Over the past few years I have been noticing a range of symptoms-- but I have seen an escalation in symptoms since the birth of my son 20 months ago. The past 2 years have been excruciating. At first everyone tried to tell me that it was related to the birth-- but after a while that excuse was no longer valid.
Everyone thought I had MS (my GP, neurologist, family & friends). However, when my MRI came back normal that diagnosis turned to FND. I have to say this was absolutely devastating. I was praying for MS. For a defined treatment and prognosis. I even got illness insurance that would help me financially. Its a believed condition and has so much love and support with people rallying to raise money and research. FND however, is met with so much stigma and I have personally had so much of that already in my life that it has really put me into a depressive phase. I hate that I dont know what to say to people. I hate that the first thing that comes up on a search page is mental illness and conversion disorder. My neurologist believes that it is real and I am seeing a complex care physician-- but my family doctor believes its related to my anxiety and does not believe in the condition. Just seeing her last week- her reaction was horrible and it sent me further down the rabbit hole. I am currently off work trying to learn how to deal with all of this.

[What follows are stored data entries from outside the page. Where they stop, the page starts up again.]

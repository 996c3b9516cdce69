//! Static bearer-token authentication of API clients.
//!
//! Authentication only names the caller: a successful match stores the
//! client name in the [`RequestContext`] so it becomes the `client` label.

use std::collections::HashMap;

use axum::extract::{Request, State};
use axum::http::header::AUTHORIZATION;
use axum::middleware::Next;
use axum::response::{IntoResponse, Response};
use tracing::{debug, warn};

use crate::config::ClientConfig;
use crate::context::RequestContext;
use crate::state::AppState;
use crate::utils::http_helpers::HTTPError;

/// Lookup table from bearer token to client name.
#[derive(Debug, Default)]
pub struct ClientDirectory {
    by_token: HashMap<String, String>,
}

impl ClientDirectory {
    pub fn new(clients: &[ClientConfig]) -> Self {
        let mut by_token = HashMap::with_capacity(clients.len());
        for client in clients {
            if by_token
                .insert(client.token.clone(), client.name.clone())
                .is_some()
            {
                warn!(client = %client.name, "duplicate client token, later entry wins");
            }
        }
        ClientDirectory { by_token }
    }

    pub fn lookup(&self, token: &str) -> Option<&str> {
        self.by_token.get(token).map(String::as_str)
    }

    pub fn len(&self) -> usize {
        self.by_token.len()
    }

    pub fn is_empty(&self) -> bool {
        self.by_token.is_empty()
    }
}

/// Extracts the token of an `Authorization: Bearer <token>` header value.
fn bearer_token(header: &str) -> Option<&str> {
    let (scheme, token) = header.trim().split_once(' ')?;
    if scheme.eq_ignore_ascii_case("bearer") {
        Some(token.trim()).filter(|t| !t.is_empty())
    } else {
        None
    }
}

/// Axum middleware naming the client behind a request.
///
/// Without an `Authorization` header the request continues anonymously.
/// A header that is not a known bearer token is rejected with `401`.
pub async fn authenticate_client(
    State(state): State<AppState>,
    mut req: Request,
    next: Next,
) -> Response {
    let Some(header) = req.headers().get(AUTHORIZATION) else {
        return next.run(req).await;
    };

    let client = header
        .to_str()
        .ok()
        .and_then(bearer_token)
        .and_then(|token| state.clients.lookup(token))
        .map(str::to_string);

    match client {
        Some(client) => {
            debug!(client = %client, "authenticated client");
            RequestContext::attach(req.extensions_mut()).set_client(client);
            next.run(req).await
        }
        None => {
            debug!("rejected request with unknown credentials");
            HTTPError::unauthorized("Unauthorized access").into_response()
        }
    }
}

My symptoms have been evolving. It started with my left arm going numb with constant pain and intermittent muscle spasms (very painful) and numbness and tingling in the arm. Over the course of a few days it spread to my right arm. For about 6 weeks I could not pick up my infant son without dropping him due to numbness and weakness. After a while that went away, but I still have difficulty at times. I have a left leg droop at times and it sometimes does not come with me when I walk. I have problems with balance and gait.
Recently, I developed allodynia-- extreme pain to lightness of touch. My clothes hurt sometimes and my skin feels like it is trying to separate-- it is so sensitive. Does anyone else have this? Have any medications helped?
I am depressed, anxious, have problems with stuttering sometimes (which resembles a stroke), my chin/mouth go numb at times, cog fog, and restless legs (SERIOUS). I am feeling pretty alone-- so I came to this group to see who else is out there. I am just at odds at what to do.
THank you for reading.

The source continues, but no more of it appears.